Wednesday, May 28, 2008

Random Shit for the Week........

Ugly Car of the Week –

Jeep Compass.

Really? Another Jeep model? What is this supposed to be – a mini version of the Cherokee? An upgraded smaller rounded-corners version of the Wrangler? A kid’s Libery? A Patriot? Hmmm? I’m confused. Answer me that one Chrysler. How many fucking jeepy-SUV models do you really need? No wonder your profits for Q1 2008 stunk like a dead skunk… Oh, and by the way, fire the person in charge of styling. This thing is ugly.






Frustrating Song Of The Week -

“Say What You Need To Say” or whatever the fuck it’s called by Jon Mayer. OK then Jon, instead of saying what you need to say 39 fucking times just say it already. Chorus repeat x24 is a little boring fade to close. Piss off.
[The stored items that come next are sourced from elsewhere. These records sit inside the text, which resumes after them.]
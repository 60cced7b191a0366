//! `convoca status` — stored-record count and verdict histogram.

use crate::store::Store;
use anyhow::Result;
use std::path::PathBuf;

pub fn run(db_path: &PathBuf, json: bool) -> Result<i32> {
    let store = Store::open(db_path)?;
    let count = store.count()?;
    let verdicts = store.verdict_counts()?;

    if json {
        let histogram: serde_json::Map<String, serde_json::Value> = verdicts
            .into_iter()
            .map(|(label, n)| (label, serde_json::json!(n)))
            .collect();
        println!(
            "{}",
            serde_json::to_string_pretty(&serde_json::json!({
                "db": db_path.display().to_string(),
                "postings": count,
                "verdicts": histogram,
            }))?
        );
    } else {
        println!("store:    {}", db_path.display());
        println!("postings: {count}");
        for (label, n) in verdicts {
            println!("  {label:<32} {n}");
        }
    }

    Ok(0)
}
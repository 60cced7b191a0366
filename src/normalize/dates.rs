//! Posting-date parsing. The portal publishes `DD/MM/YYYY`.

use super::Parse;
use chrono::NaiveDate;

/// Parse a raw portal date string. Format mismatches come back as
/// `Unparsed` and are counted by the caller, never raised.
pub fn parse_date(raw: &str) -> Parse<NaiveDate> {
    let trimmed = raw.trim();
    if trimmed.is_empty() {
        return Parse::Unparsed {
            raw: raw.to_string(),
            reason: "empty".into(),
        };
    }

    match NaiveDate::parse_from_str(trimmed, "%d/%m/%Y") {
        Ok(date) => Parse::Parsed(date),
        Err(e) => Parse::Unparsed {
            raw: raw.to_string(),
            reason: e.to_string(),
        },
    }
}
Subtle musical disappointment of the week –

“Pretty.Odd” by Panic at the Disco. Pretty fucking odd, indeed. Sgt Peppers on Vicodin, perhaps? Whatever it is it isn’t the Panic that I was expecting. I don’t care if Fall Out Boy copied you mercilessly, at least they still sound good. Poncy wankers. Go be explorative on your own time and when you’re done, come on back with some music we really want to hear.

Book Of The Week –

“War Stories II – Heroism in the Pacific” by Oliver North and some other dude. Intriguing short capsules of the major campaigns in the Pacific theater plus the obligatory first-hand accounts. Pretty good actually but to tell you the truth I am just biding my time until I get “Six Bad Things” by Charlie Huston from the library…

Subtle musical intrigue of the week –

“Saturday Nights, Sunday Mornings” by Counting Crows. Ass-kickingly good. So good that any review I can possibly do stinks compared to this one (courtesy of AllMusic.com):

After 2002's Hard Candy with its hit single "American Girls," which was used in a television commercial, followed by a best-of and a live offering, it seemed that just maybe the Counting Crows had said everything they needed to and may have simply slipped quietly into rock & roll history. Not so. Saturday Nights & Sunday Mornings is a reminder, in many ways, of just how special this band is at their best. As a group whose debut album, August and Everything After, sold over 15 million copies, was released to such widespread critical acclaim in 1993, and was easily their most commercially successful offering ever, they are one of the few bands that still exist, let alone have a following. They sounded out of time then, with their roots stuck deep in rock's past, where songwriting craft, excellent musicianship, focused production, and wide-ranging aesthetic ambition resulted in carefully constructed, poetic, and sometimes over-thought albums. Not surprisingly, they still sound that way, and that's a good thing. Their music touches on everything from the Beatles to the Band, from Bob Dylan and Van Morrison to early R.E.M. and Tunnel of Love-era Bruce Springsteen. Don't be surprised to read and hear critics bemoaning that music like this in the 21st century has no place in the American pop pantheon. That's nonsense.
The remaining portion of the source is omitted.